Her downfall will come in the form of a self-loathing rent boy. Though he has played the part of a gigolo with many gay men, he is virulently homophobic. The men with whom he has been involved or who make passes at him are victims of his bitter rage. He has a life elsewhere beyond the city, but for the moment he must rely upon a series of men who desire his sexual services.

Theresa is flinty and independent, but also insecure and self-doubting. Perhaps these contradictory feelings motivate her to take utterly random, mentally unstable men to bed on a regular basis, men many women would ignore or reject their advances. Before long she develops a no-nonsense exterior, which suits her well, but isn’t enough to keep her safe. Though she is presented with the consequences of her actions frequently, she is willing to tolerate abuse, believing the payout is higher than the potential repercussions.

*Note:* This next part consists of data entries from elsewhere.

//! Route code type.

use std::fmt;

/// Error returned when parsing an invalid route code.
#[derive(Debug, Clone, PartialEq, Eq, thiserror::Error)]
#[error("invalid route code: {reason}")]
pub struct InvalidRouteId {
    reason: &'static str,
}

/// A route code in the network's standard format: `R` followed by exactly
/// three ASCII digits (e.g. `R001`, `R042`).
///
/// This type guarantees that any `RouteId` value is valid by construction.
/// The derived ordering compares the stored bytes, which for this
/// fixed-width format coincides with numeric order; all deterministic
/// tie-breaking in the planner (adjacency ordering, walk edge selection)
/// relies on it.
///
/// # Examples
///
/// ```
/// use journey_planner::domain::RouteId;
///
/// let id = RouteId::parse("R042").unwrap();
/// assert_eq!(id.as_str(), "R042");
///
/// // Wrong prefix is rejected
/// assert!(RouteId::parse("X042").is_err());
///
/// // Wrong length is rejected
/// assert!(RouteId::parse("R42").is_err());
/// assert!(RouteId::parse("R0042").is_err());
/// ```
#[derive(Clone, Copy, PartialEq, Eq, Hash, PartialOrd, Ord)]
pub struct RouteId([u8; 4]);

impl RouteId {
    /// Parse a route code from a string.
    ///
    /// The input must be an uppercase `R` followed by exactly three ASCII
    /// digits (0-9).
    pub fn parse(s: &str) -> Result<Self, InvalidRouteId> {
        let bytes = s.as_bytes();

        if bytes.len() != 4 {
            return Err(InvalidRouteId {
                reason: "must be exactly 4 characters",
            });
        }

        if bytes[0] != b'R' {
            return Err(InvalidRouteId {
                reason: "must start with 'R'",
            });
        }

        for &b in &bytes[1..] {
            if !b.is_ascii_digit() {
                return Err(InvalidRouteId {
                    reason: "must end with three digits 0-9",
                });
            }
        }

        Ok(RouteId([bytes[0], bytes[1], bytes[2], bytes[3]]))
    }

    /// Returns the route code as a string slice.
    pub fn as_str(&self) -> &str {
        // SAFETY: We only store 'R' plus ASCII digits
        std::str::from_utf8(&self.0).unwrap()
    }
}

impl fmt::Debug for RouteId {
    fn fmt(&self, f: &mut fmt::Formatter<'_>) -> fmt::Result {
        write!(f, "RouteId({})", self.as_str())
    }
}

impl fmt::Display for RouteId {
    fn fmt(&self, f: &mut fmt::Formatter<'_>) -> fmt::Result {
        f.write_str(self.as_str())
    }
}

In addition to the debauchery, she pursues a relationship with a do-gooder social worker who is a little too wholesome for her tastes. He endears himself to her parents, especially because he, too, is Catholic. Pleasing her parents and family is the very last thing Theresa wants. She continues to keep up risky relationships with riskier men. One of them will prove to be her undoing, but I did promise no spoilers. By the last twenty minutes of the film, Theresa has indulged herself in recreational drugs and is little more than a glorified sex worker.

The movie is based on a best-selling book written by Judith Rossner, which was itself based on a violent attack upon a New York City schoolteacher named Roseanne Quinn. Quinn, like Theresa Dunn, appears to have had a thing for rough trade. Theresa picks up men who are not her social equals, nor even her intellectual equals. Why she chooses such characters remains unknown. Returning to the rebellion argument, perhaps they are the very opposite of the men she has been raised to emulate.

In the meantime, she continues to develop a double life, saintly and chaste during the day, sleazy and reckless at night. Her behavior after hours while not at work becomes an addiction that she has no desire to reform. One evening she returns from a club to find that a regular lover has picked the lock to her apartment and is waiting for her inside. She strongly and vocally implores him numerous times to leave and he declines. Instead, he introduces her to cocaine and the two make love.

Looking for Mr. Goodbar is difficult to easily analyze. On one level, it comes across as a cautionary tale, a kind of real life true crime story warning women to be careful with whom they take to bed or take into their trust. On another, it’s the story of a talented, idealistic, but self-destructive woman with some sort of personality disorder. Men and women both have had the misfortune of finding erotic pleasure and satisfaction in the person of something or someone very unhealthy. In our still male-dominated world, women with this affliction usually find themselves in much greater threat of harm.